Overall it’s a familiar set-up, in the tradition of Sherlock Holmes, and while it gently challenges the morays of the time, they’re merely the backdrop to the mystery, rather than an integral part of the story.

https://www.imdb.com/title/tt4604612/

Les affamés aka Ravenous (2017)

As infection sweeps Canada, and probably the rest of the world, the population of a verdant northern Quebec are turning into violent screeching cannibals.

A handful of survivors escape into the woods looking for a place to hide, for refuge. What more do you need to know?

A deliberately understated film, the way Drive (2011) is understated. So when something happens, when thing escalate, get grizzly, violent, it really packs a punch.

I liked it.

The Good Nurse (2022)

All the tension in this low key “we know who done it” is in the unknowns of Charlie Cullen (Eddie Redmayne). What will he do to his college Amy Loughren (Jessica Chastain) when he realises she’s on to him? Good but not great.
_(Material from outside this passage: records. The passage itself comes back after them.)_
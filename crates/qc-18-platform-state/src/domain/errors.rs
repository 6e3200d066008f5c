//! # Domain Errors
//!
//! Two disjoint channels:
//!
//! - [`ConsensusError`]: an expected, deterministic rule violation. Never
//!   returned through `Err`; always accumulated inside a `ValidationResult`.
//! - [`PlatformError`]: a caller contract violation or collaborator failure.
//!   Returned through `Err` immediately and never retried here.

use crate::ports::outbound::RepositoryError;
use shared_types::{Hash, Identifier};
use thiserror::Error;
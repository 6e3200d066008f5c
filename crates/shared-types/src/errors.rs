//! # Error Types
//!
//! Errors raised while converting values between their byte and textual forms.

use thiserror::Error;

/// Errors that can occur while decoding or constructing value types.
#[derive(Debug, Clone, PartialEq, Eq, Error)]
pub enum EncodingError {
    /// Byte payload has the wrong size for the target type.
    #[error("Invalid length: expected {expected} bytes, got {actual}")]
    InvalidLength { expected: usize, actual: usize },

    /// Text is not valid in the requested encoding.
    #[error("Invalid {encoding} string: {message}")]
    InvalidString {
        encoding: &'static str,
        message: String,
    },

    /// A JSON value could not be read as bytes.
    #[error("Expected a byte array or an encoded string, got {0}")]
    UnexpectedValue(String),
}
//! Subscriber setup.
//!
//! One global registry: an [`EnvFilter`] built from the configured
//! directive, then either a JSON or a plain fmt layer.

use crate::{TelemetryConfig, TelemetryError};
use tracing_subscriber::layer::SubscriberExt;
use tracing_subscriber::util::SubscriberInitExt;
use tracing_subscriber::{fmt, EnvFilter, Registry};

/// Parse the filter directive.
pub fn build_filter(config: &TelemetryConfig) -> Result<EnvFilter, TelemetryError> {
    EnvFilter::try_new(&config.log_level)
        .map_err(|e| TelemetryError::Config(format!("log level '{}': {e}", config.log_level)))
}

/// Install the global subscriber.
pub fn init_logging(config: &TelemetryConfig) -> Result<(), TelemetryError> {
    let filter = build_filter(config)?;
    let registry = Registry::default().with(filter);

    let installed = if config.json_logs {
        registry
            .with(
                fmt::layer()
                    .json()
                    .with_target(config.with_target)
                    .with_current_span(true),
            )
            .try_init()
    } else {
        registry
            .with(fmt::layer().with_target(config.with_target))
            .try_init()
    };
    installed.map_err(|e| TelemetryError::SubscriberInit(e.to_string()))?;

    tracing::debug!(
        service = %config.service_name,
        json_logs = config.json_logs,
        "Logging initialized"
    );
    Ok(())
}
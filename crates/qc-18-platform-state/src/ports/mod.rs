//! # Ports
//!
//! - [`inbound`]: the consensus API this crate exposes
//! - [`outbound`]: state and schema collaborators it depends on

pub mod inbound;
pub mod outbound;

pub use inbound::{PlatformStateApi, ProcessOutcome, ProcessingStage};
pub use outbound::{DocumentQuery, RepositoryError, SchemaValidator, StateRepository};
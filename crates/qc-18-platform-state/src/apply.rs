//! # Apply
//!
//! Turns a validated transition into repository mutations. Every target is
//! re-checked first; a mismatch means state moved since validation and is
//! reported as [`PlatformError::StateConflict`].
//!
//! | Transition | Mutations |
//! |------------|-----------|
//! | DataContractCreate | store contract |
//! | DocumentsBatch | store / replace / remove each document in order |
//! | IdentityCreate | store identity, store key hashes, mark outpoint used |
//! | IdentityTopUp | credit balance, mark outpoint used |

use crate::domain::{
    convert_duffs_to_credits, AssetLockProof, DataContractCreateTransition, Document,
    DocumentTransition, DocumentsBatchTransition, Identity, IdentityCreateTransition,
    IdentityTopUpTransition, LockedOutput, PlatformError, StateTransition,
};
use crate::ports::outbound::{DocumentQuery, StateRepository};
use crate::validation::resolve_locked_output;
use shared_types::Identifier;
use tracing::info;

/// Apply a validated transition.
pub async fn apply_state_transition(
    transition: &StateTransition,
    repository: &dyn StateRepository,
) -> Result<(), PlatformError> {
    match transition {
        StateTransition::DataContractCreate(st) => apply_data_contract_create(st, repository).await,
        StateTransition::DocumentsBatch(st) => apply_documents_batch(st, repository).await,
        StateTransition::IdentityCreate(st) => apply_identity_create(st, repository).await,
        StateTransition::IdentityTopUp(st) => apply_identity_top_up(st, repository).await,
    }
}

async fn apply_data_contract_create(
    transition: &DataContractCreateTransition,
    repository: &dyn StateRepository,
) -> Result<(), PlatformError> {
    let contract = &transition.data_contract;
    if repository.fetch_data_contract(&contract.id).await?.is_some() {
        return Err(PlatformError::StateConflict(format!(
            "data contract {} already exists",
            contract.id
        )));
    }
    repository.store_data_contract(contract.clone()).await?;
    info!(contract_id = %contract.id, owner_id = %contract.owner_id, "Data contract created");
    Ok(())
}

async fn fetch_document(
    repository: &dyn StateRepository,
    contract_id: &Identifier,
    document_type: &str,
    id: &Identifier,
) -> Result<Option<Document>, PlatformError> {
    let query = DocumentQuery::all().where_eq("$id", id.to_value());
    Ok(repository
        .fetch_documents(contract_id, document_type, &query)
        .await?
        .into_iter()
        .next())
}

async fn apply_documents_batch(
    batch: &DocumentsBatchTransition,
    repository: &dyn StateRepository,
) -> Result<(), PlatformError> {
    for transition in &batch.transitions {
        let contract_id = transition.data_contract_id();
        let document_type = transition.document_type();
        let existing =
            fetch_document(repository, &contract_id, document_type, &transition.id()).await?;

        match (transition, existing) {
            (DocumentTransition::Create(create), None) => {
                repository
                    .store_document(create.to_document(batch.owner_id, batch.protocol_version))
                    .await?;
            }
            (DocumentTransition::Replace(replace), Some(existing)) => {
                repository.store_document(replace.to_document(&existing)).await?;
            }
            (DocumentTransition::Delete(delete), Some(_)) => {
                repository
                    .remove_document(&contract_id, document_type, &delete.id)
                    .await?;
            }
            (transition, existing) => {
                return Err(PlatformError::StateConflict(format!(
                    "cannot {} document {}: it {}",
                    transition.action().name(),
                    transition.id(),
                    if existing.is_some() { "exists" } else { "does not exist" }
                )));
            }
        }
    }
    info!(
        owner_id = %batch.owner_id,
        transitions = batch.transitions.len(),
        "Documents batch applied"
    );
    Ok(())
}

/// Resolve the funding output and make sure it is still unspent.
async fn consume_asset_lock(
    proof: &AssetLockProof,
    repository: &dyn StateRepository,
) -> Result<LockedOutput, PlatformError> {
    let locked = resolve_locked_output(proof, repository).await?;
    if repository
        .is_asset_lock_transaction_out_point_already_used(&locked.out_point)
        .await?
    {
        return Err(PlatformError::StateConflict(format!(
            "asset lock outpoint {} already used",
            hex::encode(locked.out_point.to_bytes())
        )));
    }
    Ok(locked)
}

async fn apply_identity_create(
    transition: &IdentityCreateTransition,
    repository: &dyn StateRepository,
) -> Result<(), PlatformError> {
    let identity_id = transition.identity_id();
    if repository.fetch_identity(&identity_id).await?.is_some() {
        return Err(PlatformError::StateConflict(format!(
            "identity {identity_id} already exists"
        )));
    }
    let locked = consume_asset_lock(&transition.asset_lock_proof, repository).await?;

    let identity = Identity::new(
        transition.protocol_version,
        identity_id,
        transition.public_keys.clone(),
        convert_duffs_to_credits(locked.value),
    );
    let hashes = identity.public_key_hashes();
    let balance = identity.balance;

    repository.store_identity(identity).await?;
    repository
        .store_identity_public_key_hashes(&identity_id, &hashes)
        .await?;
    repository
        .mark_asset_lock_transaction_out_point_as_used(&locked.out_point)
        .await?;
    info!(identity_id = %identity_id, balance, "Identity created");
    Ok(())
}

async fn apply_identity_top_up(
    transition: &IdentityTopUpTransition,
    repository: &dyn StateRepository,
) -> Result<(), PlatformError> {
    let Some(mut identity) = repository.fetch_identity(&transition.identity_id).await? else {
        return Err(PlatformError::StateConflict(format!(
            "identity {} does not exist",
            transition.identity_id
        )));
    };
    let locked = consume_asset_lock(&transition.asset_lock_proof, repository).await?;

    identity.credit(convert_duffs_to_credits(locked.value));
    let balance = identity.balance;
    repository.store_identity(identity).await?;
    repository
        .mark_asset_lock_transaction_out_point_as_used(&locked.out_point)
        .await?;
    info!(identity_id = %transition.identity_id, balance, "Identity topped up");
    Ok(())
}

#[cfg(test)]
mod tests {
    use super::*;
    use crate::adapters::InMemoryStateRepository;
    use crate::domain::{DocumentCreateTransition, DocumentDeleteTransition};
    use crate::test_utils::{identity_create_transition, instant_asset_lock_proof, note_contract};
    use serde_json::json;

    #[tokio::test]
    async fn test_contract_create_conflicts_on_second_apply() {
        let repository = InMemoryStateRepository::new();
        let transition = StateTransition::DataContractCreate(DataContractCreateTransition::new(
            1,
            Identifier::new([1; 32]),
            crate::test_utils::note_documents(),
            0,
        ));
        apply_state_transition(&transition, &repository).await.unwrap();
        assert!(matches!(
            apply_state_transition(&transition, &repository).await,
            Err(PlatformError::StateConflict(_))
        ));
    }

    #[tokio::test]
    async fn test_identity_create_then_top_up_credits_balance() {
        let repository = InMemoryStateRepository::new();
        let create = identity_create_transition(1, 1_000, 1);
        let identity_id = create.identity_id();
        let key_hash = create.public_keys[0].hash().unwrap();
        apply_state_transition(&StateTransition::IdentityCreate(create.clone()), &repository)
            .await
            .unwrap();

        let identity = repository.fetch_identity(&identity_id).await.unwrap().unwrap();
        assert_eq!(identity.balance, 1_000_000);
        assert_eq!(
            repository
                .fetch_identity_ids_by_public_key_hashes(&[key_hash])
                .await
                .unwrap()
                .get(&key_hash),
            Some(&identity_id)
        );
        assert!(repository
            .is_asset_lock_transaction_out_point_already_used(&create.asset_lock_proof.out_point())
            .await
            .unwrap());

        let top_up = IdentityTopUpTransition {
            protocol_version: 1,
            asset_lock_proof: AssetLockProof::Instant(instant_asset_lock_proof([2; 20], 250, 2)),
            identity_id,
            signature: vec![],
        };
        apply_state_transition(&StateTransition::IdentityTopUp(top_up.clone()), &repository)
            .await
            .unwrap();
        let identity = repository.fetch_identity(&identity_id).await.unwrap().unwrap();
        assert_eq!(identity.balance, 1_250_000);

        assert!(matches!(
            apply_state_transition(&StateTransition::IdentityTopUp(top_up), &repository).await,
            Err(PlatformError::StateConflict(_))
        ));
    }

    #[tokio::test]
    async fn test_documents_batch_create_then_delete() {
        let repository = InMemoryStateRepository::new();
        let owner = Identifier::new([1; 32]);
        let contract = note_contract(owner);
        let create = DocumentCreateTransition::new(
            &contract,
            &owner,
            "note",
            [2; 32],
            json!({ "message": "hi" }).as_object().cloned().unwrap_or_default(),
        );
        let id = create.id;
        let batch = DocumentsBatchTransition::new(1, owner, vec![DocumentTransition::Create(create)], 0);
        apply_state_transition(&StateTransition::DocumentsBatch(batch), &repository)
            .await
            .unwrap();
        assert_eq!(repository.document_count(&contract.id, "note"), 1);

        let delete = DocumentsBatchTransition::new(
            1,
            owner,
            vec![DocumentTransition::Delete(DocumentDeleteTransition {
                id,
                document_type: "note".into(),
                data_contract_id: contract.id,
            })],
            0,
        );
        let delete = StateTransition::DocumentsBatch(delete);
        apply_state_transition(&delete, &repository).await.unwrap();
        assert_eq!(repository.document_count(&contract.id, "note"), 0);
        assert!(matches!(
            apply_state_transition(&delete, &repository).await,
            Err(PlatformError::StateConflict(_))
        ));
    }
}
https://www.imdb.com/title/tt4273800/

Blonde (2022)

Blonde (2022) is harrowing. Visually and narratively inventive, it’s a tortured fever-dream of a biopic, about one woman’s abuse at the hands of men. I want to think there was some joy in Marilyn Monroe’s short life but it can’t be found here.

https://www.imdb.com/title/tt1655389/

I Came By (2022)

Professional posh boy Hugh Bonneville is a retired judge with a dark secret, that gets discovered by social justice warrior George MacKay graffitis his house. Best described as workman like but not inspired.